B. In the case of a firm's insolvency, a bondholder has a priority of claim to the firm's assets before the preferred
and common stockholders. Also, bondholders must be paid interest due them before dividends can be
distributed to the stockholders.
C. A bond's par value is the amount that will be repaid by the firm when the bond matures, usually P1,000.
D. The contractual agreement of the bond specifies a coupon interest rate that is expressed either as a percent of the
par value or as a flat amount of interest which the borrowing firm promises to pay the bondholder each year. For
example: A P1,000 par value bond specifying a coupon interest rate of 9 percent is equivalent to an annual
interest payment of P90.
E. The bond has a maturity date, at which time the borrowing firm is committed to repay the loan principal.
F. An indenture (or trust deed) is the legal agreement between the firm issuing the bonds and the bond trustee who
represents the bondholders. It provides the specific terms of the bond agreement such as the rights and
responsibilities of both parties.
G. The current yield on a bond refers to the ratio of annual interest payment to the bond’s market price.
H. Bond ratings
1. Three primary rating agencies exist—Moody’s, Standard & Poor’s, and Fitch Investor Services.
2. Bond ratings are simply judgments about the future risk potential of the bond in question. Bond ratings
are extremely important in that a firm’s bond rating tells much about the cost of funds and the firm’s
access to the debt market.
3. The different ratings and their implications are described.
II. Types of bonds
A. Debentures: unsecured long-term debt.
B. Subordinated debentures: bonds that have a lower claim on assets in the event of liquidation than do other
senior debt holders.
C. Mortgage bonds: bonds secured by a lien on specific assets of the firm, such as real estate.

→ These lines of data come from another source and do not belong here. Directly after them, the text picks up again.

use super::job::{ItemOutcome, JobError, JobKind, JobRequest};
use crate::status_store::JobStatusStore;
use anyhow::{Context, Result};
use serde::{Deserialize, Serialize};
use std::time::Duration;
use tracing::warn;

const STATUS_KEY_PREFIX: &str = "collector:job:";

/// Key a job's status record lives under in the status store.
pub fn status_key(job_id: &str) -> String {
    format!("{}{}", STATUS_KEY_PREFIX, job_id)
}

pub fn now_millis() -> i64 {
    chrono::Utc::now().timestamp_millis()
}

pub fn save_status(store: &dyn JobStatusStore, status: &JobStatus, ttl: Duration) -> Result<()> {
    let value = serde_json::to_string(status).context("Failed to serialize job status")?;
    store
        .set(&status_key(&status.job_id), &value, ttl)
        .with_context(|| format!("Failed to write status of job {}", status.job_id))
}

/// Reads a job's status. A record that no longer deserializes is logged and
/// reported as absent, like an expired one.
pub fn load_status(store: &dyn JobStatusStore, job_id: &str) -> Result<Option<JobStatus>> {
    let raw = match store.get(&status_key(job_id))? {
        Some(raw) => raw,
        None => return Ok(None),
    };
    match serde_json::from_str(&raw) {
        Ok(status) => Ok(Some(status)),
        Err(e) => {
            warn!("Ignoring unreadable status record of job {}: {}", job_id, e);
            Ok(None)
        }
    }
}

#[derive(Debug, Clone, Copy, PartialEq, Eq, Serialize, Deserialize)]
#[serde(rename_all = "snake_case")]
pub enum JobState {
    Pending,
    Running,
    Completed,
    Failed,
}

impl JobState {
    pub fn as_str(&self) -> &'static str {
        match self {
            JobState::Pending => "pending",
            JobState::Running => "running",
            JobState::Completed => "completed",
            JobState::Failed => "failed",
        }
    }

    pub fn is_terminal(&self) -> bool {
        matches!(self, JobState::Completed | JobState::Failed)
    }

    /// Lifecycle is PENDING -> RUNNING -> COMPLETED | FAILED. A pending job
    /// may also fail directly (cancelled or never started).
    pub fn can_transition_to(&self, next: JobState) -> bool {
        matches!(
            (self, next),
            (JobState::Pending, JobState::Running)
                | (JobState::Pending, JobState::Failed)
                | (JobState::Running, JobState::Completed)
                | (JobState::Running, JobState::Failed)
        )
    }
}

/// Progress and checkpoint record of one job.
///
/// Only the runner executing the job mutates it, through the methods below,
/// which keep `processed_count == success_count + fail_count <= total_count`.
#[derive(Debug, Clone, PartialEq, Serialize, Deserialize)]
pub struct JobStatus {
    pub job_id: String,
    pub kind: JobKind,
    pub request: JobRequest,
    pub state: JobState,
    pub total_count: u64,
    pub processed_count: u64,
    pub success_count: u64,
    pub fail_count: u64,
    pub started_at: i64,
    pub completed_at: Option<i64>,
    pub error_message: Option<String>,
    /// Id of the last processed item.
    pub last_checkpoint: Option<u32>,
    /// Job this one was resumed from, if any.
    #[serde(default)]
    pub resumed_from: Option<String>,
    /// Work-set ids up to and including this one are skipped.
    #[serde(default)]
    pub resume_after: Option<u32>,
}

impl JobStatus {
    pub fn pending(job_id: &str, request: JobRequest) -> Self {
        Self {
            job_id: job_id.to_string(),
            kind: request.kind(),
            total_count: request.known_total(),
            request,
            state: JobState::Pending,
            processed_count: 0,
            success_count: 0,
            fail_count: 0,
            started_at: now_millis(),
            completed_at: None,
            error_message: None,
            last_checkpoint: None,
            resumed_from: None,
            resume_after: None,
        }
    }

    /// A new PENDING job continuing where `previous` stopped.
    pub fn resumed(job_id: &str, previous: &JobStatus) -> Self {
        let mut status = Self::pending(job_id, previous.request.clone());
        status.resumed_from = Some(previous.job_id.clone());
        // A predecessor that processed nothing passes its own cursor on
        status.resume_after = previous.last_checkpoint.or(previous.resume_after);
        if let (JobRequest::MetadataImport { start, end }, Some(cursor)) =
            (&status.request, status.resume_after)
        {
            let done_up_to = cursor.max(start.saturating_sub(1));
            status.total_count = u64::from(end.saturating_sub(done_up_to));
        }
        status
    }

    fn transition(&mut self, next: JobState) -> Result<(), JobError> {
        if !self.state.can_transition_to(next) {
            return Err(JobError::InvalidTransition {
                from: self.state,
                to: next,
            });
        }
        self.state = next;
        Ok(())
    }

    pub fn mark_running(&mut self, total_count: u64) -> Result<(), JobError> {
        self.transition(JobState::Running)?;
        self.total_count = total_count;
        self.started_at = now_millis();
        Ok(())
    }

    /// Folds one item outcome into the tally and moves the checkpoint to `problem_id`.
    pub fn record(&mut self, outcome: &ItemOutcome, problem_id: u32) -> Result<(), JobError> {
        if self.state != JobState::Running {
            return Err(JobError::NotRunning(self.state));
        }
        if self.processed_count >= self.total_count {
            return Err(JobError::CounterOverflow(self.total_count));
        }
        if outcome.is_success() {
            self.success_count += 1;
        } else {
            self.fail_count += 1;
        }
        self.processed_count += 1;
        self.last_checkpoint = Some(problem_id);
        Ok(())
    }

    /// Marks the job COMPLETED. A job with failed items still completes, with
    /// a partial failure summary in `error_message`.
    pub fn complete(&mut self) -> Result<(), JobError> {
        self.transition(JobState::Completed)?;
        self.completed_at = Some(now_millis());
        if self.fail_count > 0 {
            self.error_message = Some(format!(
                "{} of {} items failed",
                self.fail_count, self.processed_count
            ));
        }
        Ok(())
    }

    pub fn fail(&mut self, message: impl Into<String>) -> Result<(), JobError> {
        self.transition(JobState::Failed)?;
        self.completed_at = Some(now_millis());
        self.error_message = Some(message.into());
        Ok(())
    }

    pub fn counters_consistent(&self) -> bool {
        self.processed_count == self.success_count + self.fail_count
            && (self.state == JobState::Pending || self.processed_count <= self.total_count)
    }
}

/// Read-side view of a status, with the derived fields computed at read time.
#[derive(Debug, Clone, PartialEq, Serialize, Deserialize)]
pub struct JobStatusView {
    #[serde(flatten)]
    pub status: JobStatus,
    pub progress_percentage: u64,
    pub estimated_remaining_seconds: Option<u64>,
}

impl From<JobStatus> for JobStatusView {
    fn from(status: JobStatus) -> Self {
        let progress_percentage = if status.total_count > 0 {
            (status.processed_count.saturating_mul(100) / status.total_count).min(100)
        } else {
            0
        };

        let estimated_remaining_seconds =
            if status.state == JobState::Running && status.processed_count > 0 {
                let remaining = status.total_count.saturating_sub(status.processed_count);
                Some((remaining as f64 * status.kind.avg_seconds_per_item()).ceil() as u64)
            } else {
                None
            };

        Self {
            status,
            progress_percentage,
            estimated_remaining_seconds,
        }
    }
}

#[cfg(test)]
mod tests {
    use super::*;
    use crate::status_store::InMemoryJobStatusStore;

    fn running(total: u64) -> JobStatus {
        let mut status = JobStatus::pending("job-1", JobRequest::Reclassification);
        status.mark_running(total).unwrap();
        status
    }

    #[test]
    fn test_pending_status_for_import_knows_total() {
        let status = JobStatus::pending(
            "job-1",
            JobRequest::MetadataImport {
                start: 1000,
                end: 1002,
            },
        );
        assert_eq!(status.state, JobState::Pending);
        assert_eq!(status.kind, JobKind::MetadataImport);
        assert_eq!(status.total_count, 3);
        assert_eq!(status.processed_count, 0);
        assert!(status.completed_at.is_none());
        assert!(status.last_checkpoint.is_none());
    }

    #[test]
    fn test_state_only_moves_forward() {
        use JobState::*;
        let all = [Pending, Running, Completed, Failed];
        for from in all {
            for to in all {
                let expected = matches!(
                    (from, to),
                    (Pending, Running) | (Pending, Failed) | (Running, Completed) | (Running, Failed)
                );
                assert_eq!(from.can_transition_to(to), expected, "{:?} -> {:?}", from, to);
            }
        }
    }

    #[test]
    fn test_terminal_status_rejects_mutation() {
        let mut status = running(2);
        status.record(&ItemOutcome::Success, 1).unwrap();
        status.complete().unwrap();
        let completed_at = status.completed_at;

        assert!(matches!(
            status.record(&ItemOutcome::Success, 2),
            Err(JobError::NotRunning(JobState::Completed))
        ));
        assert!(status.fail("late").is_err());
        assert!(status.complete().is_err());
        assert!(status.mark_running(5).is_err());
        assert_eq!(status.completed_at, completed_at);
        assert_eq!(status.processed_count, 1);
    }

    #[test]
    fn test_record_keeps_counters_consistent() {
        let mut status = running(4);
        let outcomes = [
            ItemOutcome::Success,
            ItemOutcome::SkippedNotFound,
            ItemOutcome::Failed("boom".to_string()),
            ItemOutcome::Success,
        ];
        for (i, outcome) in outcomes.iter().enumerate() {
            status.record(outcome, 10 + i as u32).unwrap();
            assert!(status.counters_consistent());
        }
        assert_eq!(status.success_count, 2);
        assert_eq!(status.fail_count, 2);
        assert_eq!(status.last_checkpoint, Some(13));

        assert_eq!(
            status.record(&ItemOutcome::Success, 99),
            Err(JobError::CounterOverflow(4))
        );
        assert!(status.counters_consistent());
    }

    #[test]
    fn test_complete_with_failures_carries_summary() {
        let mut status = running(3);
        status.record(&ItemOutcome::Success, 1).unwrap();
        status.record(&ItemOutcome::SkippedNotFound, 2).unwrap();
        status.record(&ItemOutcome::Success, 3).unwrap();
        status.complete().unwrap();

        assert_eq!(status.state, JobState::Completed);
        assert_eq!(status.error_message.as_deref(), Some("1 of 3 items failed"));
        assert!(status.completed_at.is_some());
    }

    #[test]
    fn test_pending_job_can_fail() {
        let mut status = JobStatus::pending("job-1", JobRequest::Reclassification);
        status.fail("Cancelled").unwrap();
        assert_eq!(status.state, JobState::Failed);
        assert_eq!(status.error_message.as_deref(), Some("Cancelled"));
    }

    #[test]
    fn test_view_progress_and_eta() {
        let mut status = running(10);
        let view = JobStatusView::from(status.clone());
        assert_eq!(view.progress_percentage, 0);
        assert!(view.estimated_remaining_seconds.is_none());

        for id in 1..=3 {
            status.record(&ItemOutcome::Success, id).unwrap();
        }
        let view = JobStatusView::from(status.clone());
        assert_eq!(view.progress_percentage, 30);
        // 7 remaining * 3.0s
        assert_eq!(view.estimated_remaining_seconds, Some(21));

        status.complete().unwrap();
        let view = JobStatusView::from(status);
        assert!(view.estimated_remaining_seconds.is_none());
    }

    #[test]
    fn test_view_eta_rounds_up() {
        let mut status = JobStatus::pending(
            "job-2",
            JobRequest::MetadataImport { start: 1, end: 4 },
        );
        status.mark_running(4).unwrap();
        status.record(&ItemOutcome::Success, 1).unwrap();
        // 3 remaining * 0.5s = 1.5s
        assert_eq!(
            JobStatusView::from(status).estimated_remaining_seconds,
            Some(2)
        );
    }

    #[test]
    fn test_view_zero_total_has_zero_progress() {
        let mut status = running(0);
        status.complete().unwrap();
        assert_eq!(JobStatusView::from(status).progress_percentage, 0);
    }

    #[test]
    fn test_view_serializes_flat() {
        let view = JobStatusView::from(running(2));
        let value = serde_json::to_value(&view).unwrap();
        assert_eq!(value["job_id"], "job-1");
        assert_eq!(value["state"], "running");
        assert_eq!(value["progress_percentage"], 0);
        assert_eq!(value["request"]["type"], "reclassification");
    }

    #[test]
    fn test_resumed_status_continues_after_checkpoint() {
        let mut previous =
            JobStatus::pending("old", JobRequest::MetadataImport { start: 1, end: 10 });
        previous.mark_running(10).unwrap();
        for id in 1..=4 {
            previous.record(&ItemOutcome::Success, id).unwrap();
        }
        previous.fail("status store unreachable").unwrap();

        let resumed = JobStatus::resumed("new", &previous);
        assert_eq!(resumed.state, JobState::Pending);
        assert_eq!(resumed.resumed_from.as_deref(), Some("old"));
        assert_eq!(resumed.resume_after, Some(4));
        assert_eq!(resumed.total_count, 6);
        assert!(resumed.last_checkpoint.is_none());
        assert_eq!(resumed.processed_count, 0);
    }

    #[test]
    fn test_resumed_status_inherits_cursor_of_idle_predecessor() {
        let mut first = JobStatus::pending("a", JobRequest::Reclassification);
        first.resume_after = Some(42);
        first.fail("Cancelled").unwrap();

        let second = JobStatus::resumed("b", &first);
        assert_eq!(second.resume_after, Some(42));
        assert_eq!(second.total_count, 0);
    }

    #[test]
    fn test_save_and_load_round_trip() {
        let store = InMemoryJobStatusStore::new();
        let status = running(3);
        save_status(&store, &status, Duration::from_secs(60)).unwrap();
        assert_eq!(load_status(&store, "job-1").unwrap(), Some(status));
        assert!(load_status(&store, "other").unwrap().is_none());
    }

    #[test]
    fn test_load_treats_corrupt_record_as_absent() {
        let store = InMemoryJobStatusStore::new();
        store
            .set(&status_key("bad"), "{not json", Duration::from_secs(60))
            .unwrap();
        assert!(load_status(&store, "bad").unwrap().is_none());
    }

    #[test]
    fn test_status_key() {
        assert_eq!(status_key("abc"), "collector:job:abc");
    }
}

D. Eurobonds: bonds issued in a country different from the one in whose currency the bond is denominated; for
instance, a bond issued in Europe or Asia that pays interest and principal in U.S. dollars.
E. Zero and low coupon bonds allow the issuing firm to issue bonds at a substantial discount from their P1,000 face
value with a zero or very low coupon.
1. The disadvantages are, when the bond matures, the issuing firm will face an extremely large
nondeductible cash outflow much greater than the cash inflow they experienced when the bonds were
first issued.
2. Zero and low coupon bonds are not callable and can be retired only at maturity.
3. On the other hand, annual cash outflows associated with interest payments do not occur with zero
coupon bonds.
F. Junk bonds: bonds rated BB or below.
III. Valuation: An Overview
A. Definitions of value
1. Book value is the value of an asset shown on a firm's balance sheet which is determined by its historical
cost rather than its current worth.
2. Liquidation value is the amount that could be realized if an asset is sold individually and not as part of a
going concern.
3. Market value is the observed value of an asset in the marketplace where buyers and sellers negotiate an
acceptable price for the asset.
4. Intrinsic value is the value based upon the expected cash flows from the investment, the riskiness of the
asset, and the investor's required rate of return. It is the value in the eyes of the investor and is the same
as the present value of expected future cash flows to be received from the investment.
B. The present value of an asset is a function of three elements:
1. The amount and timing of the asset's expected cash flows
2. The riskiness of these cash flows
3. The investors' required rate of return for undertaking the investment
C. Expected cash flows are used in measuring the returns from an investment.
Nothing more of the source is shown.